• [TASK INSTRUCTIONS] Go through the data below and return each line where the string "such" appears.
━━━ DATASET RECORDS
//! Fragment fetching over HTTP.
//!
//! The fetcher is a trait so decoration logic never touches the network
//! directly; tests substitute an in-memory implementation.

use std::future::Future;
use std::pin::Pin;

use thiserror::Error;
use url::Url;

/// Boxed future returned by [`Fetcher::fetch`].
pub type FetchFuture<'a> = Pin<Box<dyn Future<Output = FetchResult> + Send + 'a>>;

pub type FetchResult = Result<Option<String>, FetchError>;

/// Transport-level fetch errors.
///
/// A non-2xx status is not an error; it is `Ok(None)` (fragment-not-found).
#[derive(Debug, Error)]
pub enum FetchError {
    #[error("transport error: {0}")]
    Transport(#[from] reqwest::Error),
}

/// Source of fragment documents.
pub trait Fetcher: Send + Sync {
    /// Fetch the body at `url`.
    ///
    /// Returns `Ok(None)` when the server answers with a non-success status.
    /// No retry, no caching: two calls with the same URL are two requests.
    fn fetch(&self, url: Url) -> FetchFuture<'_>;
}

/// HTTP fetcher backed by a shared reqwest client.
pub struct HttpFetcher {
    client: reqwest::Client,
}

impl HttpFetcher {
    pub fn new() -> Self {
        Self {
            client: reqwest::Client::new(),
        }
    }
}

impl Default for HttpFetcher {
    fn default() -> Self {
        Self::new()
    }
}

impl Fetcher for HttpFetcher {
    fn fetch(&self, url: Url) -> FetchFuture<'_> {
        Box::pin(async move {
            let response = self.client.get(url).send().await?;
            if !response.status().is_success() {
                return Ok(None);
            }
            Ok(Some(response.text().await?))
        })
    }
}

// =============================================================================
// Test fetcher
// =============================================================================

/// In-memory fetcher keyed by full URL. Unknown URLs behave like a 404.
#[cfg(test)]
pub struct StaticFetcher {
    pages: rustc_hash::FxHashMap<String, String>,
}

#[cfg(test)]
impl StaticFetcher {
    pub fn new() -> Self {
        Self {
            pages: rustc_hash::FxHashMap::default(),
        }
    }

    pub fn page(mut self, url: &str, body: &str) -> Self {
        self.pages.insert(url.to_string(), body.to_string());
        self
    }
}

#[cfg(test)]
impl Fetcher for StaticFetcher {
    fn fetch(&self, url: Url) -> FetchFuture<'_> {
        let body = self.pages.get(url.as_str()).cloned();
        Box::pin(async move { Ok(body) })
    }
}

// =============================================================================
// Tests
// =============================================================================
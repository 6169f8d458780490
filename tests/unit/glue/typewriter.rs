use super::*;

fn writer(strings: &[&str]) -> Typewriter {
    Typewriter::new(TypewriterConfig {
        strings: strings.iter().map(|s| s.to_string()).collect(),
        type_delay_ms: 10,
        delete_delay_ms: 5,
        pause_ms: 100,
        looped: true,
    })
    .unwrap()
}

#[test]
fn types_pauses_and_deletes() {
    let w = writer(&["abcd"]);
    // 4 chars: 40 ms typing, 100 ms pause, 20 ms deleting.
    assert_eq!(w.cycle_ms(), 160);

    let f = w.frame_at(0);
    assert_eq!((f.phase, f.text.as_str()), (TypewriterPhase::Typing, ""));
    assert_eq!(w.frame_at(25).text, "ab");
    let f = w.frame_at(40);
    assert_eq!((f.phase, f.text.as_str()), (TypewriterPhase::Pausing, "abcd"));
    assert_eq!(w.frame_at(139).text, "abcd");
    let f = w.frame_at(140);
    assert_eq!((f.phase, f.text.as_str()), (TypewriterPhase::Deleting, "abcd"));
    assert_eq!(w.frame_at(146).text, "abc");
    assert_eq!(w.frame_at(159).text, "a");
}

#[test]
fn advances_and_loops_through_strings() {
    let w = writer(&["ab", "xyz"]);
    // "ab": 20 + 100 + 10 = 130; "xyz": 30 + 100 + 15 = 145.
    assert_eq!(w.cycle_ms(), 275);
    assert_eq!(w.frame_at(129).string_index, 0);
    let f = w.frame_at(130 + 20);
    assert_eq!((f.string_index, f.text.as_str()), (1, "xy"));
    let f = w.frame_at(275 + 15);
    assert_eq!((f.string_index, f.text.as_str()), (0, "a"));
}

#[test]
fn non_looping_script_finishes_empty() {
    let mut config = TypewriterConfig {
        strings: vec!["hi".to_string()],
        ..Default::default()
    };
    config.looped = false;
    let w = Typewriter::new(config).unwrap();
    let f = w.frame_at(w.cycle_ms() + 1);
    assert_eq!(f.phase, TypewriterPhase::Done);
    assert!(f.text.is_empty());
}

#[test]
fn markup_is_atomic_and_balanced() {
    let w = writer(&["go <span class=\"dim\">- AK</span>"]);
    // Visible characters: "go - AK" (7).
    assert_eq!(w.frame_at(30).text, "go ");
    assert_eq!(
        w.frame_at(40).text,
        "go <span class=\"dim\">-</span>"
    );
    assert_eq!(
        w.frame_at(70).text,
        "go <span class=\"dim\">- AK</span>"
    );
}

#[test]
fn stray_angle_bracket_is_text() {
    let w = writer(&["a<b"]);
    assert_eq!(w.frame_at(30).text, "a<b");
}

#[test]
fn empty_script_is_done() {
    let w = writer(&[]);
    assert_eq!(w.frame_at(1234).phase, TypewriterPhase::Done);
}

#[test]
fn zero_delays_are_rejected() {
    let config = TypewriterConfig {
        type_delay_ms: 0,
        ..Default::default()
    };
    assert!(Typewriter::new(config).is_err());
}

#[test]
fn less_than_sign_in_text_is_typed() {
    let w = writer(&["1 < 2 <b>yes</b>"]);
    // Visible characters: "1 < 2 yes" (9).
    assert_eq!(w.cycle_ms(), 90 + 100 + 45);
    assert_eq!(w.frame_at(30).text, "1 <");
    assert_eq!(w.frame_at(60).text, "1 < 2 ");
    assert_eq!(w.frame_at(70).text, "1 < 2 <b>y</b>");
    assert_eq!(w.frame_at(90).text, "1 < 2 <b>yes</b>");
}

#[test]
fn unterminated_or_nameless_brackets_are_text() {
    let w = writer(&["<<i>a</i>", "< >x"]);
    assert_eq!(w.frame_at(20).text, "<<i>a</i>");
    // "< >x" follows after 20 + 100 + 10.
    assert_eq!(w.frame_at(130 + 40).text, "< >x");
}

#[test]
fn huge_delays_saturate_instead_of_overflowing() {
    let config = TypewriterConfig {
        strings: vec!["abc".to_string(), "de".to_string()],
        type_delay_ms: u64::MAX / 2,
        ..Default::default()
    };
    config.validate().unwrap();
    let w = Typewriter::new(config).unwrap();
    assert_eq!(w.cycle_ms(), u64::MAX);
    let f = w.frame_at(10);
    assert_eq!((f.phase, f.text.as_str()), (TypewriterPhase::Typing, ""));
    assert_eq!(f.string_index, 0);
}
use std::path::{Path, PathBuf};

use anyhow::Context;

use crate::assets::decode::{FrameImage, decode_frame};
use crate::assets::path::normalize_rel_path;
use crate::foundation::core::FrameIndex;
use crate::foundation::error::ScrollreelResult;

/// Source of frame pixels.
///
/// Implementations run on preload worker threads, one call per slot, in no particular order.
pub trait FrameLoader: Send + Sync {
    /// Load the frame for `slot`, addressed by its expanded template `path`.
    fn load(&self, slot: FrameIndex, path: &str) -> ScrollreelResult<FrameImage>;
}

impl<F> FrameLoader for F
where
    F: Fn(FrameIndex, &str) -> ScrollreelResult<FrameImage> + Send + Sync,
{
    fn load(&self, slot: FrameIndex, path: &str) -> ScrollreelResult<FrameImage> {
        self(slot, path)
    }
}

/// Loads frames from files under an assets root directory.
#[derive(Clone, Debug)]
pub struct FsFrameLoader {
    root: PathBuf,
}

impl FsFrameLoader {
    /// Resolve template paths relative to `root`.
    pub fn new(root: impl Into<PathBuf>) -> Self {
        Self { root: root.into() }
    }

    /// The assets root.
    pub fn root(&self) -> &Path {
        &self.root
    }
}

impl FrameLoader for FsFrameLoader {
    fn load(&self, _slot: FrameIndex, path: &str) -> ScrollreelResult<FrameImage> {
        let rel = normalize_rel_path(path)?;
        let full = self.root.join(&rel);
        let bytes =
            std::fs::read(&full).with_context(|| format!("read frame '{}'", full.display()))?;
        decode_frame(&bytes)
    }
}
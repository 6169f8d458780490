use crate::foundation::error::{ScrollreelError, ScrollreelResult};

/// Easing curves applied to normalized progress.
///
/// Names follow the power-curve family used by web timeline libraries: `power1` is quadratic and
/// `power2` is cubic, so `OutQuad` corresponds to `power1.out`.
///
/// Config accepts either spelling: `"OutCubic"` or `"power2.out"`.
#[derive(Clone, Copy, Debug, Default, PartialEq, Eq, serde::Serialize, serde::Deserialize)]
#[serde(try_from = "String")]
pub enum Ease {
    /// No easing.
    #[default]
    Linear,
    /// Quadratic ease-in.
    InQuad,
    /// Quadratic ease-out.
    OutQuad,
    /// Quadratic ease-in/out.
    InOutQuad,
    /// Cubic ease-in.
    InCubic,
    /// Cubic ease-out.
    OutCubic,
    /// Cubic ease-in/out.
    InOutCubic,
}

impl Ease {
    /// Map `t` (clamped to `[0, 1]`) through the curve.
    pub fn apply(self, t: f64) -> f64 {
        let t = if t.is_nan() { 0.0 } else { t.clamp(0.0, 1.0) };
        match self {
            Self::Linear => t,
            Self::InQuad => t * t,
            Self::OutQuad => 1.0 - (1.0 - t) * (1.0 - t),
            Self::InOutQuad => {
                if t < 0.5 {
                    2.0 * t * t
                } else {
                    1.0 - ((-2.0 * t + 2.0).powi(2) / 2.0)
                }
            }
            Self::InCubic => t * t * t,
            Self::OutCubic => 1.0 - (1.0 - t).powi(3),
            Self::InOutCubic => {
                if t < 0.5 {
                    4.0 * t * t * t
                } else {
                    1.0 - ((-2.0 * t + 2.0).powi(3) / 2.0)
                }
            }
        }
    }

    /// Parse a variant name (`"OutCubic"`) or a timeline-library name such as `"none"`,
    /// `"power2.out"` or `"power1.inOut"`.
    pub fn from_name(name: &str) -> ScrollreelResult<Self> {
        let ease = match name {
            "Linear" => Self::Linear,
            "InQuad" => Self::InQuad,
            "OutQuad" => Self::OutQuad,
            "InOutQuad" => Self::InOutQuad,
            "InCubic" => Self::InCubic,
            "OutCubic" => Self::OutCubic,
            "InOutCubic" => Self::InOutCubic,
            "none" | "linear" => Self::Linear,
            "power1.in" => Self::InQuad,
            "power1.out" | "power1" => Self::OutQuad,
            "power1.inOut" => Self::InOutQuad,
            "power2.in" => Self::InCubic,
            "power2.out" | "power2" => Self::OutCubic,
            "power2.inOut" => Self::InOutCubic,
            other => {
                return Err(ScrollreelError::validation(format!(
                    "unknown ease '{other}'"
                )));
            }
        };
        Ok(ease)
    }
}

impl TryFrom<String> for Ease {
    type Error = ScrollreelError;

    fn try_from(name: String) -> Result<Self, Self::Error> {
        Self::from_name(&name)
    }
}

#[cfg(test)]
#[path = "../../tests/unit/animation/ease.rs"]
mod tests;
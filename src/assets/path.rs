use crate::foundation::core::FrameIndex;
use crate::foundation::error::{ScrollreelError, ScrollreelResult};

/// Placeholder substituted with the zero-padded 1-based frame number.
pub const INDEX_PLACEHOLDER: &str = "{index}";

/// Validated frame path template such as `assets/frames/ezgif-frame-{index}.jpg`.
#[derive(Clone, Debug, PartialEq, Eq)]
pub struct PathTemplate {
    raw: String,
}

impl PathTemplate {
    /// Parse a template.
    ///
    /// It must contain [`INDEX_PLACEHOLDER`] exactly once and be a relative path inside the assets
    /// root; it is stored normalized, so every expanded path is too.
    pub fn parse(raw: impl Into<String>) -> ScrollreelResult<Self> {
        let raw = raw.into();
        match raw.matches(INDEX_PLACEHOLDER).count() {
            1 => {}
            0 => {
                return Err(ScrollreelError::validation(format!(
                    "path template '{raw}' has no {INDEX_PLACEHOLDER} placeholder"
                )));
            }
            _ => {
                return Err(ScrollreelError::validation(format!(
                    "path template '{raw}' has more than one {INDEX_PLACEHOLDER} placeholder"
                )));
            }
        }
        let raw = normalize_rel_path(&raw)?;
        Ok(Self { raw })
    }

    /// Path of the asset backing `slot`: slot 6 becomes `...-007...`.
    pub fn path_for(&self, slot: FrameIndex) -> String {
        self.raw
            .replace(INDEX_PLACEHOLDER, &format!("{:03}", slot.ordinal()))
    }

    /// The normalized, unexpanded template.
    pub fn as_str(&self) -> &str {
        &self.raw
    }
}

/// Normalize a frame path relative to the assets root.
///
/// Separators become `/` and empty or `.` segments are dropped. Absolute paths (including
/// drive-letter paths) and `..` segments are rejected so a frame can never resolve outside the root.
pub fn normalize_rel_path(source: &str) -> ScrollreelResult<String> {
    let unified = source.replace('\\', "/");
    let has_drive = unified.as_bytes().get(1) == Some(&b':')
        && unified.starts_with(|c: char| c.is_ascii_alphabetic());
    if unified.starts_with('/') || has_drive {
        return Err(ScrollreelError::validation(format!(
            "frame path '{source}' must be relative to the assets root"
        )));
    }

    let segments = unified
        .split('/')
        .filter(|seg| !seg.is_empty() && *seg != ".")
        .map(|seg| match seg {
            ".." => Err(ScrollreelError::validation(format!(
                "frame path '{source}' escapes the assets root"
            ))),
            _ => Ok(seg),
        })
        .collect::<ScrollreelResult<Vec<_>>>()?;

    if segments.is_empty() {
        return Err(ScrollreelError::validation(format!(
            "frame path '{source}' names no file"
        )));
    }
    Ok(segments.join("/"))
}

#[cfg(test)]
#[path = "../../tests/unit/assets/path.rs"]
mod tests;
━━━━━━
• [RESPONSE TO THIS EXERCISE]
    /// Parse a variant name (`"OutCubic"`) or a timeline-library name such as `"none"`,
/// Validated frame path template such as `assets/frames/ezgif-frame-{index}.jpg`.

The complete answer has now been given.